Sunday, February 26, 2017

The Great Airstream Floor Plan Mystery

When I purchased my fixer-upper Airstream trailer, the original floor plan was something of a mystery. From the serial number and online sources I was able to determine it was produced during calendar year 1949, but whether it was a model year 1948, 1949, or 1950 trailer was another matter. The bewildering array of model names, and changes to those names, for their 22 foot trailer (20 foot body) confused the matter, but Airstream online archive have a scans of a few ads and a brochure from the 1948-1949 time period that helped narrow things down a little.

Alas, not very far. All of the original wood closets, cabinets, chest of drawers, bed or dinette frames, etc. were long gone. The only portions of original interior remaining intact were the stove, the stainless steel and aluminum sink cabinet, and three overhead aluminum cabinets with wood doors. The stove and sink were in a common position in virtually all of those floor plans, and the position of the overhead cabinets were not indicated in the plans at all. Window positions might have offered some clue, but the actual window positions on the trailer don't exactly match any of the plans.

I could come up with my own floor plan if I wished, but I'm approaching this project looking to largely emulate the original design aesthetic. There are a few changes I plan to make. I plan on leaving the interior aluminum skins unpainted, because I like the look of shiny aluminum. And while I'm initially leaving out the propane appliances, I'm planning to be able to add them in the future if I so wish. Nonetheless, I want something pretty close to original.

Plan from 1948 Airstream ad
The plan from the 1948 ad I'm just going to rule right out - those large closets at rear could make the adjacent bed area feel quite closed in. I'm not claustrophobic but many are, so bad idea right there. Sadly, that eliminates the possibility of a real bathroom.  I've gone to a few RV dealerships and RV shows, and checked out some of the small wet baths used in some of the smaller trailers and class B motor homes. No way. Again, I'm not claustrophobic, but there's just no room to shower comfortably in one of those. So the 1948 plan is just out.

Plans from 1949 Airstream brouchure

The 1949 brochure shows three variations each for the front and rear portion of the plans, for a total of nine possible plan combinations. But all of those combinations result in a area at front that could sleep at most two, in a bed no more than 46" wide. Great for a single person or a couple, but most of my friends of either sex are single - not cool if I want to bring more than one along.

Plans from 1949 Airstream ad
That brings me to the plans from the 1949 ad, which is virtually identical at center to the 1949 brochure (save reversing sink cabinet and cook stove), with the rear transverse double bed arrangement the same as from the brochure. The differences are at the front. There are two additional front end variations shown here.  One is virtually the same as the 1948 ad, featuring two single beds that double as benches for the dinette. The other is essentially half of that arrangement, with one single bed forming part of the dinette arrangement. One of those variations is my most likely floor plan.

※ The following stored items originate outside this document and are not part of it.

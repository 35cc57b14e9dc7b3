//! Event rolls, component-failure drag, and the hazard lifecycle.
//!
//! Rolls only ever request events from the content layer; none of them
//! writes `activeEvent` directly. Every roll is skipped while an event is
//! active or while its category is still locked.

use nightshift_types::{
    ActiveHazard, EventCategory, GameState, LogType, Notification, NotificationVariant,
};
use tracing::info;

use super::{may_spawn, request_event, roll_rate};
use crate::catalog::{self, HAZARDS};
use crate::context::TickContext;

/// Suspicion thresholds and the audit each one fires, ascending.
pub const SUSPICION_THRESHOLDS: [(f64, &str); 3] = [
    (30.0, "AUDIT_NOTICE"),
    (60.0, "AUDIT_INVESTIGATION"),
    (90.0, "AUDIT_TRIBUNAL"),
];
/// Audit roll rate while suspicion is above [`AUDIT_SUSPICION_BAND`].
pub const AUDIT_PER_SEC: f64 = 0.0005;
/// Suspicion above which audits roll continuously.
pub const AUDIT_SUSPICION_BAND: f64 = 50.0;
/// Eldritch roll rate while sanity is below [`ELDRITCH_SANITY_BAND`].
pub const ELDRITCH_PER_SEC: f64 = 0.001;
/// Sanity below which manifestations roll.
pub const ELDRITCH_SANITY_BAND: f64 = 30.0;
/// Generic weirdness rate.
pub const WEIRDNESS_PER_SEC: f64 = 0.0002;
/// Condition below which a rotable may fail.
pub const FAILURE_CONDITION: f64 = 25.0;
/// Failure roll rate per rotable under [`FAILURE_CONDITION`].
pub const COMPONENT_FAILURE_PER_SEC: f64 = 0.001;
/// Credits lost per second while a component failure is active.
pub const FAILURE_DRAG_PER_SEC: f64 = 1.0;
/// Hazard spawn rate while none is active.
pub const HAZARD_SPAWN_PER_SEC: f64 = 0.0002;

fn threshold_flag(state: &mut GameState, index: usize) -> Option<&mut bool> {
    let flags = &mut state.flags;
    match index {
        0 => Some(&mut flags.suspicion_event_30_triggered),
        1 => Some(&mut flags.suspicion_event_60_triggered),
        2 => Some(&mut flags.suspicion_event_90_triggered),
        _ => None,
    }
}

/// Step 6. At most one event is requested per tick.
pub fn roll_events(state: &mut GameState, secs: f64, ctx: &mut TickContext<'_>) {
    if state.active_event.is_some() {
        return;
    }

    if may_spawn(state, EventCategory::Audit) {
        let suspicion = state.resources.suspicion;
        for (index, (threshold, event_id)) in SUSPICION_THRESHOLDS.into_iter().enumerate() {
            if suspicion < threshold {
                break;
            }
            if let Some(fired) = threshold_flag(state, index)
                && !*fired
            {
                *fired = true;
                info!(threshold, event_id, "Suspicion threshold crossed");
                request_event(ctx, EventCategory::Audit, Some(event_id));
                return;
            }
        }
    }

    if state.resources.suspicion > AUDIT_SUSPICION_BAND
        && may_spawn(state, EventCategory::Audit)
        && roll_rate(ctx, AUDIT_PER_SEC, secs)
    {
        request_event(ctx, EventCategory::Audit, None);
        return;
    }

    if state.resources.sanity < ELDRITCH_SANITY_BAND
        && may_spawn(state, EventCategory::EldritchManifestation)
        && roll_rate(ctx, ELDRITCH_PER_SEC, secs)
    {
        request_event(ctx, EventCategory::EldritchManifestation, None);
        return;
    }

    if may_spawn(state, EventCategory::Incident) && roll_rate(ctx, WEIRDNESS_PER_SEC, secs) {
        request_event(ctx, EventCategory::Incident, None);
        return;
    }

    if !state.flags.active_component_failure
        && may_spawn(state, EventCategory::ComponentFailure)
    {
        let mut failed = None;
        for rotable in state.rotables.iter().filter(|r| r.condition < FAILURE_CONDITION) {
            if roll_rate(ctx, COMPONENT_FAILURE_PER_SEC, secs) {
                failed = Some((rotable.id.clone(), rotable.label.clone()));
                break;
            }
        }
        if let Some((id, label)) = failed {
            state.flags.active_component_failure = true;
            state.flags.failing_rotable_id = Some(id.clone());
            info!(rotable = %id, "Component failure");
            state.push_log(
                format!("The {label} has failed in service."),
                LogType::Error,
                ctx.now_ms,
            );
            request_event(ctx, EventCategory::ComponentFailure, Some(&id));
        }
    }
}

/// Step 7.
pub fn apply_failure_drag(state: &mut GameState, secs: f64) {
    if state.flags.active_component_failure {
        state.resources.add_credits(-FAILURE_DRAG_PER_SEC * secs);
    }
}

/// Step 8. Spawn at most one hazard, then run every active one.
pub fn update_hazards(state: &mut GameState, delta_ms: f64, ctx: &mut TickContext<'_>) {
    let secs = delta_ms / 1000.0;

    if state.active_hazards.is_empty()
        && roll_rate(ctx, HAZARD_SPAWN_PER_SEC, secs)
        && let Some(def) = ctx.rng.pick(HAZARDS.len()).and_then(|i| HAZARDS.get(i))
    {
        let now = ctx.now_ms;
        info!(hazard = def.id, "Hazard spawned");
        state.active_hazards.push(ActiveHazard {
            id: format!("{}-{now}", def.id),
            hazard_id: def.id.to_owned(),
            label: def.label.to_owned(),
            duration: def.duration_ms,
            sanity_per_sec: def.sanity_per_sec,
            health_per_sec: def.health_per_sec,
        });
        state.enqueue_notification(Notification::new(
            format!("hazard-{}", def.id),
            def.label,
            Some(String::from("Clear the area or ride it out.")),
            NotificationVariant::Danger,
        ));
        state.push_log(format!("Hazard: {}.", def.label), LogType::Warning, now);
    }

    for index in (0..state.active_hazards.len()).rev() {
        let Some(hazard) = state.active_hazards.get_mut(index) else {
            continue;
        };
        hazard.duration -= delta_ms;
        let (sanity, health) = (hazard.sanity_per_sec, hazard.health_per_sec);
        let expired = hazard.duration <= 0.0;
        let hazard_id = hazard.hazard_id.clone();
        let label = hazard.label.clone();

        state.resources.add_sanity(-sanity * secs);
        state.resources.add_health(-health * secs);

        if let Some(sub) = catalog::hazard(&hazard_id).and_then(|def| def.sub_event.as_ref())
            && may_spawn(state, sub.category)
            && roll_rate(ctx, sub.per_sec, secs)
        {
            request_event(ctx, sub.category, Some(sub.event_id));
        }

        if expired {
            state.active_hazards.remove(index);
            state.push_log(format!("{label} cleared."), LogType::Info, ctx.now_ms);
        }
    }
}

With the one single bed approach, I'm back to the problem mentioned earlier, of only having the one additional spot to sleep.  However, it can easily accommodate another on an air mattress at the foot, or two on two different sleeping pads. The two beds variation looks like it might be a bit cramped, though. I'm not sure.

Closet and chest of drawers.  From 1949 Airstream brochure.
Having decided as much as I have, that leaves me with a bit of carpentry to do after or in parallel to the general repair work on the trailer.  I'll need two construct two closets and two chests of drawers, and the frame for the rear bed, all of which have at least have simple drawings in the 1949 Airstream brochure, as well as horizontal dimensions for the closet and chests of drawers. The front end variations that interest me lack an drawings but I can probably put something together. The main challenge will be getting the curves right - note the curve at the rear of the closet, to fit the curved shape of the Airstream.

Rear double bed.  From 1949 Airstream brochure.

I've cleared up some of the mystery in terms of possible floor plans, narrowed down my own choices of which to choose from, and figured out roughly what carpentry will be required for the interior. That probably enough on this topic for now.